__What you should do__: Where in the records does the word "index" appear? Copy each line that holds it.

__Records__:
//! Typed handles into the codebase arenas.
//!
//! Every item lives in an arena owned by [`Codebase`](super::Codebase) and is
//! referenced by a small copyable id. Ids are only minted by the codebase, so
//! holding a `ClassId` guarantees the slot really is a class.

use std::fmt;

macro_rules! item_id {
    ($(#[$meta:meta])* $name:ident, $prefix:literal) => {
        $(#[$meta])*
        #[derive(Copy, Clone, Eq, PartialEq, Hash, Ord, PartialOrd)]
        pub struct $name(pub(crate) u32);

        impl $name {
            #[inline]
            pub(crate) fn from_index(index: usize) -> Self {
                Self(index as u32)
            }

            /// Get the raw arena index.
            #[inline]
            pub const fn index(self) -> usize {
                self.0 as usize
            }
        }

        impl fmt::Debug for $name {
            fn fmt(&self, f: &mut fmt::Formatter<'_>) -> fmt::Result {
                write!(f, concat!($prefix, "#{}"), self.0)
            }
        }
    };
}

item_id!(
    /// Handle for a package.
    PackageId,
    "pkg"
);
item_id!(
    /// Handle for a class, interface, enum, annotation type or object.
    ClassId,
    "class"
);
item_id!(
    /// Handle for a constructor or method.
    CallableId,
    "callable"
);
item_id!(
    /// Handle for a field or enum constant.
    FieldId,
    "field"
);
item_id!(
    /// Handle for a Kotlin property.
    PropertyId,
    "property"
);
item_id!(
    /// Handle for a callable parameter.
    ParameterId,
    "param"
);
item_id!(
    /// Handle for a class or callable type parameter.
    TypeParameterId,
    "typaram"
);

/// A handle to any item, used by operations common to every kind.
#[derive(Copy, Clone, Eq, PartialEq, Hash, Debug)]
pub enum ItemId {
    Package(PackageId),
    Class(ClassId),
    Callable(CallableId),
    Field(FieldId),
    Property(PropertyId),
    Parameter(ParameterId),
    TypeParameter(TypeParameterId),
}

impl From<PackageId> for ItemId {
    fn from(id: PackageId) -> Self {
        ItemId::Package(id)
    }
}

impl From<ClassId> for ItemId {
    fn from(id: ClassId) -> Self {
        ItemId::Class(id)
    }
}

impl From<CallableId> for ItemId {
    fn from(id: CallableId) -> Self {
        ItemId::Callable(id)
    }
}

impl From<FieldId> for ItemId {
    fn from(id: FieldId) -> Self {
        ItemId::Field(id)
    }
}

impl From<PropertyId> for ItemId {
    fn from(id: PropertyId) -> Self {
        ItemId::Property(id)
    }
}

impl From<ParameterId> for ItemId {
    fn from(id: ParameterId) -> Self {
        ItemId::Parameter(id)
    }
}

impl From<TypeParameterId> for ItemId {
    fn from(id: TypeParameterId) -> Self {
        ItemId::TypeParameter(id)
    }
}
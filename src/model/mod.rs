//! The item graph of an API surface.
//!
//! This module provides:
//! - [`Codebase`] - owner of every item, with name lookup and registration
//! - [`ItemFactory`] - the single entry point for creating items
//! - The item kinds: [`PackageItem`], [`ClassItem`], [`CallableItem`],
//!   [`FieldItem`], [`PropertyItem`], [`ParameterItem`], [`TypeParameterItem`]
//! - [`TypeItem`] - type uses in signatures
//!
//! Structural algorithms (super methods, duplication, deprecation, variant
//! flags, naming) are `impl Codebase` blocks in their own files.

mod annotation;
mod callable;
mod class;
mod codebase;
mod constructors;
mod deprecation;
mod documentation;
mod duplicate;
mod factory;
mod field;
mod hierarchy;
mod ids;
mod item;
mod members;
mod modifiers;
mod naming;
mod package;
mod packages;
mod parameter;
mod property;
mod selectors;
mod sources;
mod super_methods;
mod type_parameter;
mod types;
mod variants;
mod visitor;

pub use annotation::{
    AnnotationAttribute, AnnotationItem, JAVA_DEPRECATED, JAVA_RETENTION, KOTLIN_DEPRECATED, KOTLIN_RETENTION,
};
pub use callable::{CallableItem, CallableKind};
pub use class::{ClassContainer, ClassItem, ClassKind, ClassOrigin, RetentionPolicy};
pub use codebase::{ClassAssembler, Codebase};
pub use documentation::Documentation;
pub use factory::{ItemDetails, ItemFactory};
pub use field::FieldItem;
pub use ids::{CallableId, ClassId, FieldId, ItemId, PackageId, ParameterId, PropertyId, TypeParameterId};
pub use item::{ItemData, Language};
pub use modifiers::{ModifierFlags, ModifierList, Visibility};
pub use package::{PackageItem, containing_package_name};
pub use packages::PackageTracker;
pub use parameter::ParameterItem;
pub use property::{PropertyAccessors, PropertyItem};
pub use selectors::ApiVariantSelectors;
pub use sources::SourceRoot;
pub use type_parameter::{TypeParameterBounds, TypeParameterItem};
pub use types::{
    ClassTypeItem, JAVA_LANG_OBJECT, JAVA_LANG_STRING, PrimitiveKind, TypeItem, TypeVariableMap, erased_type_string,
};
pub use visitor::ItemVisitor;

__Your response__:
            pub(crate) fn from_index(index: usize) -> Self {
                Self(index as u32)
            /// Get the raw arena index.
            pub const fn index(self) -> usize {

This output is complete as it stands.